§ Extracted data
• • • • • • •

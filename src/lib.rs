//! Terminal brick-game arcade.
//!
//! Two classic games, a falling-block puzzle and a grid snake, implemented
//! as independent state machines behind one `Model` contract. The console
//! renderer, key mapping and high-score file are thin adapters around the
//! `core` simulation.

pub mod controller;
pub mod core;
pub mod input;
pub mod storage;
pub mod term;
pub mod types;
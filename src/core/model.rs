//! Shared model contract for both engines.
//!
//! The controller and view depend only on this trait; which game is running
//! is decided once, at menu time.

use crate::core::snapshot::GameInfo;
use crate::types::{InputEvent, State};

/// One game engine behind the model/view/controller boundary.
pub trait Model {
    /// Advance the state machine by one tick for the given input.
    fn user_input(&mut self, event: InputEvent);

    /// Write the current frame into a reusable snapshot.
    fn snapshot_into(&self, out: &mut GameInfo);

    /// Externally visible state (drives the render status code).
    fn state(&self) -> State;

    /// Convenience allocation-per-call snapshot.
    fn snapshot(&self) -> GameInfo {
        let mut out = GameInfo::default();
        self.snapshot_into(&mut out);
        out
    }
}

• • • • • • •

The full set of records, transcribed exactly, is the answer.

filename src/lib.rs
//! Terminal brick-game arcade.
//!
//! Two classic games, a falling-block puzzle and a grid snake, implemented
//! as independent state machines behind one `Model` contract. The console
//! renderer, key mapping and high-score file are thin adapters around the
//! `core` simulation.

pub mod controller;
pub mod core;
pub mod input;
pub mod storage;
pub mod term;
pub mod types;
filename src/core/model.rs
//! Shared model contract for both engines.
//!
//! The controller and view depend only on this trait; which game is running
//! is decided once, at menu time.

use crate::core::snapshot::GameInfo;
use crate::types::{InputEvent, State};

/// One game engine behind the model/view/controller boundary.
pub trait Model {
    /// Advance the state machine by one tick for the given input.
    fn user_input(&mut self, event: InputEvent);

    /// Write the current frame into a reusable snapshot.
    fn snapshot_into(&self, out: &mut GameInfo);

    /// Externally visible state (drives the render status code).
    fn state(&self) -> State;

    /// Convenience allocation-per-call snapshot.
    fn snapshot(&self) -> GameInfo {
        let mut out = GameInfo::default();
        self.snapshot_into(&mut out);
        out
    }
}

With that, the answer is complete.